### REQUIRED WORK
What is the number of lines in these records with "StepDescriptor" in them? Answer with that number only.

***** DATA SHOWN

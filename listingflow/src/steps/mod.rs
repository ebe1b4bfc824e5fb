//! The step contract and the built-in steps.
//!
//! Every step, whatever its kind, offers the same three capabilities:
//! `validate` before any work, `execute` over an ordered record sequence, and
//! `summarize` over its output. Steps never mutate their input; they return
//! new records so earlier artifacts stay valid restart points.

mod classifier;
mod country_filter;
mod delivery_policy;
mod discovery;
mod enrichment;
mod extraction;
pub mod fanout;
mod known_domains;
mod label_filter;
mod ranker;

pub use classifier::{ClassifierConfig, ClassifierStep};
pub use country_filter::{CountryFilterConfig, CountryFilterStep, CountryVerdict};
pub use delivery_policy::{DeliveryPolicyConfig, DeliveryPolicyStep};
pub use discovery::DiscoveryStep;
pub use enrichment::{EnrichmentConfig, KeywordEnrichmentStep};
pub use extraction::{parse_price, StructuredExtractionStep};
pub use known_domains::KnownDomains;
pub use label_filter::{LabelFilterConfig, LabelFilterStep};
pub use ranker::{RankerConfig, RankerStep};

use async_trait::async_trait;
use std::fmt::Debug;

use crate::context::StepContext;
use crate::core::{FailurePolicy, Record, Shape, StepKind, StepScope, StepSummary};
use crate::errors::Result;

/// Static metadata of a step.
#[derive(Debug, Clone, PartialEq, Eq)]
pub struct StepDescriptor {
    /// Registry identifier.
    pub id: String,
    /// Step kind.
    pub kind: StepKind,
    /// Derived fields the input must carry on every active record.
    pub requires: Shape,
    /// Derived fields the step adds to every active record.
    pub provides: Shape,
    /// Default failure policy; a pipeline entry may override it.
    pub failure_policy: FailurePolicy,
    /// Whether the step needs a country.
    pub scope: StepScope,
}

impl StepDescriptor {
    /// Creates a global, fail-fast descriptor with empty shapes.
    #[must_use]
    pub fn new(id: impl Into<String>, kind: StepKind) -> Self {
        Self {
            id: id.into(),
            kind,
            requires: Shape::empty(),
            provides: Shape::empty(),
            failure_policy: FailurePolicy::default(),
            scope: StepScope::default(),
        }
    }

    /// Sets the required input fields.
    #[must_use]
    pub fn requiring(mut self, shape: Shape) -> Self {
        self.requires = shape;
        self
    }

    /// Sets the provided output fields.
    #[must_use]
    pub fn providing(mut self, shape: Shape) -> Self {
        self.provides = shape;
        self
    }

    /// Sets the failure policy.
    #[must_use]
    pub const fn with_policy(mut self, policy: FailurePolicy) -> Self {
        self.failure_policy = policy;
        self
    }

    /// Marks the step as country-scoped.
    #[must_use]
    pub const fn country_scoped(mut self) -> Self {
        self.scope = StepScope::Country;
        self
    }

    /// Shape of the output given the shape of the input.
    #[must_use]
    pub fn output_shape(&self, input: &Shape) -> Shape {
        input.union(&self.provides)
    }
}

/// Units of external work a step attempted and how many failed.
#[derive(Debug, Clone, Copy, Default, PartialEq, Eq)]
pub struct FailureCount {
    /// Calls (or records) attempted.
    pub attempted: usize,
    /// Calls (or records) that failed.
    pub failed: usize,
}

impl FailureCount {
    /// Failed fraction; zero when nothing was attempted.
    #[must_use]
    pub fn ratio(&self) -> f64 {
        if self.attempted == 0 {
            0.0
        } else {
            #[allow(clippy::cast_precision_loss)]
            let ratio = self.failed as f64 / self.attempted as f64;
            ratio
        }
    }
}

/// What `execute` hands back to the orchestrator.
#[derive(Debug, Clone)]
pub struct StepOutput {
    /// Output records in deterministic order.
    pub records: Vec<Record>,
    /// Failure accounting. When absent the orchestrator counts records the
    /// step marked failed against its active input.
    pub failures: Option<FailureCount>,
    /// False when cancellation cut the step short.
    pub complete: bool,
}

impl StepOutput {
    /// A complete output.
    #[must_use]
    pub const fn new(records: Vec<Record>) -> Self {
        Self {
            records,
            failures: None,
            complete: true,
        }
    }

    /// Attaches failure accounting.
    #[must_use]
    pub const fn with_failures(mut self, attempted: usize, failed: usize) -> Self {
        self.failures = Some(FailureCount { attempted, failed });
        self
    }

    /// Marks the output as cut short.
    #[must_use]
    pub const fn interrupted(mut self) -> Self {
        self.complete = false;
        self
    }
}

/// A unit of extraction, enrichment, filtering, classification or ranking.
#[async_trait]
pub trait Step: Send + Sync + Debug {
    /// Static metadata.
    fn descriptor(&self) -> &StepDescriptor;

    /// Identifier, shorthand for `descriptor().id`.
    fn id(&self) -> &str {
        &self.descriptor().id
    }

    /// Checks run-scope parameters and collaborators before any work.
    fn validate(&self, _input: &[Record], _ctx: &StepContext<'_>) -> Result<()> {
        Ok(())
    }

    /// Produces the output records.
    async fn execute(&self, input: &[Record], ctx: &StepContext<'_>) -> Result<StepOutput>;

    /// Counts over the output.
    fn summarize(&self, output: &[Record]) -> StepSummary {
        StepSummary::from_records(output)
    }
}

#[cfg(test)]
mod tests {
    use super::*;

    #[test]
    fn test_descriptor_output_shape() {
        let descriptor = StepDescriptor::new("page_type", StepKind::Classifier)
            .providing(Shape::of(&["page_type", "page_type_score"]));
        let out = descriptor.output_shape(&Shape::of(&["price"]));
        assert!(out.satisfies(&Shape::of(&["price", "page_type"])));
        assert_eq!(descriptor.scope, StepScope::Global);
        assert_eq!(descriptor.failure_policy, FailurePolicy::FailFast);
    }

    #[test]
    fn test_failure_ratio() {
        assert!((FailureCount::default().ratio()).abs() < f64::EPSILON);
        let count = FailureCount {
            attempted: 10,
            failed: 1,
        };
        assert!((count.ratio() - 0.1).abs() < f64::EPSILON);
    }

    #[test]
    fn test_output_builders() {
        let output = StepOutput::new(vec![]).with_failures(3, 1).interrupted();
        assert!(!output.complete);
        assert_eq!(output.failures.map(|f| f.failed), Some(1));
    }
}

**********

### TASK SOLUTION
4